§ **PROBLEM REQUIREMENTS**
Work out the number of lines in the listing below that include "items", and answer with it alone.
============================================================
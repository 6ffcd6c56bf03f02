// doc_transform - Path Resolver Module
//
// Validates a parsed path against the requested change kind and finds the
// segment, if any, that names a directly settable field.

use crate::change::ChangeKind;
use crate::error::{Result, TransformError};
use crate::path::PathSegment;

/// A path checked for one kind of change
#[derive(Debug, Clone, PartialEq)]
pub struct ResolvedPath {
    pub segments: Vec<PathSegment>,
    /// Index of the final segment when it is a named field, `None` when the
    /// path is the root or ends in a filter or index
    pub terminal: Option<usize>,
}

impl ResolvedPath {
    pub fn is_root(&self) -> bool {
        self.segments.is_empty()
    }

    /// Name of the terminal field, if the path ends in one
    pub fn terminal_field(&self) -> Option<&str> {
        self.terminal
            .and_then(|idx| self.segments.get(idx))
            .and_then(PathSegment::key)
    }

    pub fn last_segment(&self) -> Option<&PathSegment> {
        self.segments.last()
    }
}

/// Resolve parsed segments for the given change kind
///
/// # Errors
/// * Delete on the root path
/// * Delete on a path ending in a filter or index
/// * Add or Update on a path ending in a filter with several conditions or
///   a dotted condition key
pub fn resolve_path(segments: Vec<PathSegment>, kind: ChangeKind) -> Result<ResolvedPath> {
    let last = segments.len().checked_sub(1);
    let terminal = match (kind, segments.last()) {
        (ChangeKind::Add | ChangeKind::Update, Some(PathSegment::Scalar(_))) => last,
        (ChangeKind::Add | ChangeKind::Update, Some(segment))
            if segment.is_composite_filter() =>
        {
            return Err(TransformError::invalid_operation(
                "composite filters not supported in final path segment",
            ));
        }
        (ChangeKind::Add | ChangeKind::Update, _) => None,
        (ChangeKind::Delete, None) => {
            return Err(TransformError::invalid_operation("cannot delete the root"));
        }
        (ChangeKind::Delete, Some(PathSegment::Scalar(_))) => last,
        (ChangeKind::Delete, Some(PathSegment::Filter(_) | PathSegment::Index(_))) => {
            return Err(TransformError::invalid_operation(
                "cannot delete a sequence element",
            ));
        }
        (ChangeKind::Delete, Some(other)) => {
            return Err(TransformError::invalid_operation(format!(
                "cannot delete through non-terminal segment {other:?}"
            )));
        }
    };

    Ok(ResolvedPath { segments, terminal })
}

#[cfg(test)]
mod tests {
    use super::*;
    use crate::path::parse_path;

    fn resolve(path: &str, kind: ChangeKind) -> Result<ResolvedPath> {
        resolve_path(parse_path(path).unwrap(), kind)
    }

    #[test]
    fn test_update_scalar_terminal() {
        let resolved = resolve("a.b.c", ChangeKind::Update).unwrap();
        assert_eq!(resolved.terminal, Some(2));
        assert_eq!(resolved.terminal_field(), Some("c"));
    }

    #[test]
    fn test_add_selector_terminal() {
        let resolved = resolve("items[name=web]", ChangeKind::Add).unwrap();
        assert_eq!(resolved.terminal, None);
        assert!(resolved.last_segment().unwrap().is_selector());
    }

    #[test]
    fn test_add_root() {
        let resolved = resolve("", ChangeKind::Add).unwrap();
        assert!(resolved.is_root());
        assert_eq!(resolved.terminal, None);
    }

    #[test]
    fn test_delete_field() {
        let resolved = resolve("metadata.labels.app", ChangeKind::Delete).unwrap();
        assert_eq!(resolved.terminal, Some(2));
    }

    #[test]
    fn test_delete_root_rejected() {
        let err = resolve("", ChangeKind::Delete).unwrap_err();
        assert!(err.to_string().contains("cannot delete the root"));
        assert!(resolve(".", ChangeKind::Delete).is_err());
    }

    #[test]
    fn test_delete_sequence_element_rejected() {
        for path in ["items[0]", "items.[-]", "items[name=web]"] {
            let err = resolve(path, ChangeKind::Delete).unwrap_err();
            assert!(err.to_string().contains("cannot delete a sequence element"));
        }
    }

    #[test]
    fn test_final_composite_filter_rejected() {
        for path in ["items[a=1,b=2]", "pods.[metadata.name=web]"] {
            for kind in [ChangeKind::Add, ChangeKind::Update] {
                let err = resolve(path, kind).unwrap_err();
                assert!(err.is_path_error());
                assert!(err.to_string().contains("composite filters"));
            }
        }
        assert!(resolve("items[a=1,b=2].name", ChangeKind::Update).is_ok());
    }
}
============================================================
§ **TASK RESPONSE**
4